Rails’ named routes considered helpful
The current Rails best practice is to use RESTful routes. One nice thing about a RESTful route is that it comes with a name. Similarly, :member and :collection routes are automatically named. But sometimes you need a plain old arbitrary route, which you can then name or not as you wish. It may seem like overkill to give every route a name, especially if the route is referred to infrequently in templates. But there’s another place where you’re virtually guaranteed to need that named route again: in tests.
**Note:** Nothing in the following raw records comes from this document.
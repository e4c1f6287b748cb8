mod common;

use common::TestApp;
use pos_api::errors::ServiceError;
use pos_api::services::orders::{OrderLine, SubmitOrderRequest};
use uuid::Uuid;

fn cart(product_id: Uuid, quantity: i32) -> SubmitOrderRequest {
    SubmitOrderRequest {
        items: vec![OrderLine {
            product_id,
            quantity,
        }],
        customer_email: None,
        payment_method: None,
    }
}

/// Two terminals race for the full remaining stock of one product.
/// Exactly one submission commits; the loser fails with
/// InsufficientStock and the final quantity is zero, never negative.
#[tokio::test]
async fn two_terminals_racing_for_last_stock_yield_one_winner() {
    let app = TestApp::new().await;
    let category = app.seed_category("Drinks").await;
    let coffee = app.seed_product(category, "Plain Coffee", 250, 5).await;

    let orders_a = app.state.services.orders.clone();
    let orders_b = app.state.services.orders.clone();
    let buyer = app.cashier.id;

    let task_a = tokio::spawn(async move { orders_a.submit_order(buyer, cart(coffee, 5)).await });
    let task_b = tokio::spawn(async move { orders_b.submit_order(buyer, cart(coffee, 5)).await });

    let result_a = task_a.await.expect("task a");
    let result_b = task_b.await.expect("task b");

    let successes = [&result_a, &result_b]
        .iter()
        .filter(|r| r.is_ok())
        .count();
    assert_eq!(successes, 1, "exactly one submission must commit");

    let loser = if result_a.is_err() {
        result_a.unwrap_err()
    } else {
        result_b.unwrap_err()
    };
    match loser {
        ServiceError::InsufficientStock { product_id, .. } => {
            assert_eq!(product_id, coffee);
        }
        other => panic!("expected InsufficientStock, got {other:?}"),
    }

    assert_eq!(app.stock_of(coffee).await, 0);
    assert_eq!(app.order_count().await, 1);
}

/// Twenty concurrent single-unit sales against a stock of ten: exactly
/// ten commit and the quantity lands on zero.
#[tokio::test]
async fn concurrent_unit_sales_never_oversell() {
    let app = TestApp::new().await;
    let category = app.seed_category("Drinks").await;
    let water = app.seed_product(category, "Bottled Water", 150, 10).await;

    let mut tasks = Vec::new();
    for _ in 0..20 {
        let orders = app.state.services.orders.clone();
        let buyer = app.cashier.id;
        tasks.push(tokio::spawn(async move {
            orders.submit_order(buyer, cart(water, 1)).await.is_ok()
        }));
    }

    let mut successes = 0;
    for task in tasks {
        if task.await.unwrap_or(false) {
            successes += 1;
        }
    }

    assert_eq!(
        successes, 10,
        "exactly 10 sales should commit; got {successes}"
    );
    assert_eq!(app.stock_of(water).await, 0);
    assert_eq!(app.order_count().await, 10);
}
Suppose your application’s home page needs to link to an about page. As with any other feature, we write the spec first (here using Webrat):
describe RootController do render_views describe '#index' do get :index response.should have_selector 'a', :href => root_about, :content => 'About' end end
Next, implement the view. Perhaps we started with this easy specification and this is the entire contents of
index.html.erb
:
<%= link_to 'About', root_about %>
Not only is this much nicer than
:controller
and :action
, it relieves us of having to specify twice (once in the template and once in the spec) what the route is to. Duplication eliminated before we’ve even implemented the route! To finish the thought, here’s the actual route, in routes.rb
:
get 'about' => 'root#about', :as => root_about
Not a surprising choice, but we might have chosen any URL we liked without redoing any of the work we’d already done, as long as we kept the name.
Of course this applies to all routes, RESTful or not, and it need not apply only to view specs. Use named routes anywhere in your tests that you might have written out the URL. Except in routing specs, of course.